### HOW TO COMPLETE THIS TASK
After finding the line with "the network call" in the data below, set down exactly each line through the one with "self.state = CheckoutState::Failed;", inclusive, and stop there.

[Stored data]
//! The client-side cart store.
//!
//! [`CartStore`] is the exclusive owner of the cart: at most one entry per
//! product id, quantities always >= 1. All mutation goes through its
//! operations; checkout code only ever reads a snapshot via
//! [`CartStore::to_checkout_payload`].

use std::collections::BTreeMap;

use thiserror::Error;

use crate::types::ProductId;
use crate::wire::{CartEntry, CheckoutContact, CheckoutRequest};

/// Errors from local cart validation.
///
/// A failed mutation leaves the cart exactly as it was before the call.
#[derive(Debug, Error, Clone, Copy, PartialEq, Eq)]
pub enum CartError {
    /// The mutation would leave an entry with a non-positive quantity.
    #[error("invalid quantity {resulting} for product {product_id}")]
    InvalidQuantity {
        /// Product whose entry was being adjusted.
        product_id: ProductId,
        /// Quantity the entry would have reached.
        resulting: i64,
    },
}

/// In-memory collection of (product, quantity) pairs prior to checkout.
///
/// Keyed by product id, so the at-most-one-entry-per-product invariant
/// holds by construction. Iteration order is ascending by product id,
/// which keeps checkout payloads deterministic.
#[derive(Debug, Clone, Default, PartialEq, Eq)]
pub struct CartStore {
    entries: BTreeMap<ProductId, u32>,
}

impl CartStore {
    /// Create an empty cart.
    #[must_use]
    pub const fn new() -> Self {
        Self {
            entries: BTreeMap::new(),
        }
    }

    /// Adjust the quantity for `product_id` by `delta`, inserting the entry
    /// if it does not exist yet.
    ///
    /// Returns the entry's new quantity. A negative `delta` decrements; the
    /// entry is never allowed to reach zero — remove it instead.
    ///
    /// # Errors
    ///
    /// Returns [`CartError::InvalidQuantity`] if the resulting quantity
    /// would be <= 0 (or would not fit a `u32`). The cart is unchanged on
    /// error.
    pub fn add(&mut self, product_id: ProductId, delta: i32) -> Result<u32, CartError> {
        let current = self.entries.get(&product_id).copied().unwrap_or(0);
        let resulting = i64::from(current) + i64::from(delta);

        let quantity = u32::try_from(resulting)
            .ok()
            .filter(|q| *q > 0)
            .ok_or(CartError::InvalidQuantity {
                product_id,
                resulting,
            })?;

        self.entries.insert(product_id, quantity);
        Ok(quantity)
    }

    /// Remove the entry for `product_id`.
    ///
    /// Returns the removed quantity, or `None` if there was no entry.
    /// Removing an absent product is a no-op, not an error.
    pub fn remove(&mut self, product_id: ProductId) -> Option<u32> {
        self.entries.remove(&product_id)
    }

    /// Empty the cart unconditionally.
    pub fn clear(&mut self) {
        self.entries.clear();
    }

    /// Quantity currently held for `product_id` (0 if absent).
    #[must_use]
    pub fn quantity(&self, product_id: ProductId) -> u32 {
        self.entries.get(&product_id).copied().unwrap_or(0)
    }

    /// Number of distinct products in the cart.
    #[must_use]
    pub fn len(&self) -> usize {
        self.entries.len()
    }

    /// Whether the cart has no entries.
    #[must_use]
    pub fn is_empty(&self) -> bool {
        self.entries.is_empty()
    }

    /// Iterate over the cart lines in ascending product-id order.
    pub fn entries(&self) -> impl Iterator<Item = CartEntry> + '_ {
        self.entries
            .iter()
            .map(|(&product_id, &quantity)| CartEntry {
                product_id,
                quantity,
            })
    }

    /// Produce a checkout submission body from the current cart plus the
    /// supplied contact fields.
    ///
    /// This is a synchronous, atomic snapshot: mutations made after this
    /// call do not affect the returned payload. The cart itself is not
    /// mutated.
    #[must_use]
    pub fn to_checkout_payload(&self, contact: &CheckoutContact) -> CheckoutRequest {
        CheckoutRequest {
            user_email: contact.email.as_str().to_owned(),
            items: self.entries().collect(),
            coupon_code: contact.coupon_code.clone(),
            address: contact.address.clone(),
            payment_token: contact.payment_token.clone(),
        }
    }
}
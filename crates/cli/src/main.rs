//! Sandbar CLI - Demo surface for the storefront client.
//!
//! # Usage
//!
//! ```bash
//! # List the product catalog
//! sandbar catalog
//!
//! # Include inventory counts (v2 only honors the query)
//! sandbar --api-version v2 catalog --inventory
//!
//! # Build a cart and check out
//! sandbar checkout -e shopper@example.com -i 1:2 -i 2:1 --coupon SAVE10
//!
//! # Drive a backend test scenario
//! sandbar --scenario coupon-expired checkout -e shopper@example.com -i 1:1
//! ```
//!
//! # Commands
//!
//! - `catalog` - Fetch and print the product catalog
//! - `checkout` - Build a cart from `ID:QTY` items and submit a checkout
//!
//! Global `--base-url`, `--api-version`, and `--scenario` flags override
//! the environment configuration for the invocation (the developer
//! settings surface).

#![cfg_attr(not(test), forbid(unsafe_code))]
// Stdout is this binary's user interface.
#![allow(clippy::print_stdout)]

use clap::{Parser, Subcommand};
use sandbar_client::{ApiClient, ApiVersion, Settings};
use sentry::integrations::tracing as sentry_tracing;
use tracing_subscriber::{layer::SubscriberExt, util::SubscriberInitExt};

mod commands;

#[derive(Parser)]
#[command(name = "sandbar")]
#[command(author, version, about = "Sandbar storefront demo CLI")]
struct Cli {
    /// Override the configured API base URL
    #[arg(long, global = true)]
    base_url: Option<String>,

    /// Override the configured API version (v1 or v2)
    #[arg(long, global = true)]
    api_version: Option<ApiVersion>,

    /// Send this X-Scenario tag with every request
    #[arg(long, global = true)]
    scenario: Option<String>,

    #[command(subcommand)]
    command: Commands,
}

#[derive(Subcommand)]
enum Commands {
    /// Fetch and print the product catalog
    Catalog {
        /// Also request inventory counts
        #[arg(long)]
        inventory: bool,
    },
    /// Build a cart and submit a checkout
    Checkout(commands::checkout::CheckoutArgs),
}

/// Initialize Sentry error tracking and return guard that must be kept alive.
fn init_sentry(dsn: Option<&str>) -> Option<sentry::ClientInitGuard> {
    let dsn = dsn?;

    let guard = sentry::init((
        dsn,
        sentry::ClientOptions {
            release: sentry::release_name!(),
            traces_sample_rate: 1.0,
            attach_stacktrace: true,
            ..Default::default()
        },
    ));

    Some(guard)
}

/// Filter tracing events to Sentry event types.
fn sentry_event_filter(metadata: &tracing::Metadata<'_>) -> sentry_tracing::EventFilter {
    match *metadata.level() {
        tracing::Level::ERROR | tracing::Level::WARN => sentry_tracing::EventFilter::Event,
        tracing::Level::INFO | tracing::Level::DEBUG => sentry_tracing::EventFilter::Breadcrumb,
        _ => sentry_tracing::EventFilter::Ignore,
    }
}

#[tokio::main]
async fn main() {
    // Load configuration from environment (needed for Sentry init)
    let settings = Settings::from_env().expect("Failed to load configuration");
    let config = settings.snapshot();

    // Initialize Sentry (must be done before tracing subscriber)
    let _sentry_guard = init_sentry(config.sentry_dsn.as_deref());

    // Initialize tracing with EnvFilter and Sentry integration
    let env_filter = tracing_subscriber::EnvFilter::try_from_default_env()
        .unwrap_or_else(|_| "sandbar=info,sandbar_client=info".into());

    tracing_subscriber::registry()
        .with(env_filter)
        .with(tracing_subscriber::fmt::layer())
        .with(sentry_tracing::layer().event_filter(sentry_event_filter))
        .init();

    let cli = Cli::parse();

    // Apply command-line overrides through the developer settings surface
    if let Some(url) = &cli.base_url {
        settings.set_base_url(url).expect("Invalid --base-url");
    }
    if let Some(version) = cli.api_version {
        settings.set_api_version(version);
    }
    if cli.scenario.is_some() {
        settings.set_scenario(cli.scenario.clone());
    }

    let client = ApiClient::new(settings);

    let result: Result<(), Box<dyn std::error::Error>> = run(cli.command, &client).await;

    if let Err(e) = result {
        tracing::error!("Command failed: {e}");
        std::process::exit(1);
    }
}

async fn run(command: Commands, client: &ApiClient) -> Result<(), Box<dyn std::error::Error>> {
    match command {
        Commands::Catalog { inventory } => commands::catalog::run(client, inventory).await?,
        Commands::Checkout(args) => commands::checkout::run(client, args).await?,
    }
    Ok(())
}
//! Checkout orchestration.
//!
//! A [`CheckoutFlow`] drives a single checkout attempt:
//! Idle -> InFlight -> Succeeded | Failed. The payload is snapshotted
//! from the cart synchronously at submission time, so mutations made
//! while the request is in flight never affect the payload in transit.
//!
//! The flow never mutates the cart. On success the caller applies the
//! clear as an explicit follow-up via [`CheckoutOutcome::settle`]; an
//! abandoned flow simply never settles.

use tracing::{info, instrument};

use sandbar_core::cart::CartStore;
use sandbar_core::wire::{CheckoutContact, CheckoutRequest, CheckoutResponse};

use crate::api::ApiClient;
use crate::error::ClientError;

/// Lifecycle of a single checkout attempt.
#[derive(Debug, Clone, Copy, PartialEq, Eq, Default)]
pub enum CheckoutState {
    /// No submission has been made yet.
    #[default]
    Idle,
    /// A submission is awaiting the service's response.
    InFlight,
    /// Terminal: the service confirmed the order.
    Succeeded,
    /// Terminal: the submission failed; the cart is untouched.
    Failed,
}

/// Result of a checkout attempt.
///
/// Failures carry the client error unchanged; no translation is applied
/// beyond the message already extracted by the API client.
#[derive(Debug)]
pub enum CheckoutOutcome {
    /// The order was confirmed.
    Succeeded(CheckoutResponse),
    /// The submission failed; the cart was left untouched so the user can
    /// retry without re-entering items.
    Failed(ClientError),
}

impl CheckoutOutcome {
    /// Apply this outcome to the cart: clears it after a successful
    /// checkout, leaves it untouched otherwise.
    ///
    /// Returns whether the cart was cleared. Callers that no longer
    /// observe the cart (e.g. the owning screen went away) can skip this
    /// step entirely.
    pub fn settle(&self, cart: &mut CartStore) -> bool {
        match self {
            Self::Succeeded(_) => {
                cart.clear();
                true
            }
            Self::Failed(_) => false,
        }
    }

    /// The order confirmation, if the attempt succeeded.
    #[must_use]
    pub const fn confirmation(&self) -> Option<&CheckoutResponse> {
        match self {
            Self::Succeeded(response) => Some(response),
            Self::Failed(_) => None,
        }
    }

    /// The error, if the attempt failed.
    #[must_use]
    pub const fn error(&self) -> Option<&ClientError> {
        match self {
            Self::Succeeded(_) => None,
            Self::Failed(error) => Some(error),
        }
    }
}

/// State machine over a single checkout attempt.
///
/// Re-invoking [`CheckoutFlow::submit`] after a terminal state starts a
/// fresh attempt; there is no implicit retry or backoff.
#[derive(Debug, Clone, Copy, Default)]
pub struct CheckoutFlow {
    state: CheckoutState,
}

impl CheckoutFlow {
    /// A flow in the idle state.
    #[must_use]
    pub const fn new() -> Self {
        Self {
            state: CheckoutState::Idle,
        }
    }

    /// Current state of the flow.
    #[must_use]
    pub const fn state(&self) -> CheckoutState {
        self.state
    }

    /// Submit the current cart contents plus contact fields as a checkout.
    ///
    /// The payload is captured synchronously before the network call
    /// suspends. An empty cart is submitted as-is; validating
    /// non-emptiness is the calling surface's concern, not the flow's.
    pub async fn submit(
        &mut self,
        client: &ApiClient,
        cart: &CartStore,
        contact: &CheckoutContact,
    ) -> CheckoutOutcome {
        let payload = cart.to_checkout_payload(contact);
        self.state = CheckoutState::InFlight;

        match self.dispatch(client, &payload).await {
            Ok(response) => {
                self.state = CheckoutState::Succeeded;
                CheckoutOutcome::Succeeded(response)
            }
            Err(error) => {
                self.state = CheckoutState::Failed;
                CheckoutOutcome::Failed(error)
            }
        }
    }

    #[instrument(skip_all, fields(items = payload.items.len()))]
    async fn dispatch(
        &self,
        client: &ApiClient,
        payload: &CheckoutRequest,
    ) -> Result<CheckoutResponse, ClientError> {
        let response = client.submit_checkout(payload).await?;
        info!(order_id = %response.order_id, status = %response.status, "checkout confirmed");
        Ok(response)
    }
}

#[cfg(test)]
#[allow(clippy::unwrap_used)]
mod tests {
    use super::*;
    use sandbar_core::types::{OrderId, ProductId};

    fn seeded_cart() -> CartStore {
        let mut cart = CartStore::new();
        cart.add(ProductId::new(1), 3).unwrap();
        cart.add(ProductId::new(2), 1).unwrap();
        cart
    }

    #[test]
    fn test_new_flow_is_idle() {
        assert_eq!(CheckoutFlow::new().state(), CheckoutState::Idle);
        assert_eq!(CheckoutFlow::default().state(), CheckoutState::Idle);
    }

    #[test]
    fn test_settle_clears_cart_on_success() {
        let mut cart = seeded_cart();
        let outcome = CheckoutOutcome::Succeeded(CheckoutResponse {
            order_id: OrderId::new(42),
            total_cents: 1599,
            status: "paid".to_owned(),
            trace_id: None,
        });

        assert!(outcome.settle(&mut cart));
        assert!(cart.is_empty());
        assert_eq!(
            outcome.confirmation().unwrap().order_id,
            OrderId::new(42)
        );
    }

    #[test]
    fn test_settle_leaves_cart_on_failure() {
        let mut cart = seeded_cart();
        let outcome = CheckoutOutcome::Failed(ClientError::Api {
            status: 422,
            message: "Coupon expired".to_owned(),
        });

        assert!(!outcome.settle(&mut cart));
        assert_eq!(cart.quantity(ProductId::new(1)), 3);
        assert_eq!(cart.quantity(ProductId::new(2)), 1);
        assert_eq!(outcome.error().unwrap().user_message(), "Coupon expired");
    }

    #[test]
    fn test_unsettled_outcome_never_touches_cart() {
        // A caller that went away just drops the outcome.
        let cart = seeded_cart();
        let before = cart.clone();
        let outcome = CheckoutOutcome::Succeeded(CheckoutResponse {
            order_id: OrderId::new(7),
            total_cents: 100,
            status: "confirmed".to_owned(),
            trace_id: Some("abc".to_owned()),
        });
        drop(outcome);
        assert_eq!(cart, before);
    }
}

### THE ANSWER
    /// The payload is captured synchronously before the network call
    /// suspends. An empty cart is submitted as-is; validating
    /// non-emptiness is the calling surface's concern, not the flow's.
    pub async fn submit(
        &mut self,
        client: &ApiClient,
        cart: &CartStore,
        contact: &CheckoutContact,
    ) -> CheckoutOutcome {
        let payload = cart.to_checkout_payload(contact);
        self.state = CheckoutState::InFlight;

        match self.dispatch(client, &payload).await {
            Ok(response) => {
                self.state = CheckoutState::Succeeded;
                CheckoutOutcome::Succeeded(response)
            }
            Err(error) => {
                self.state = CheckoutState::Failed;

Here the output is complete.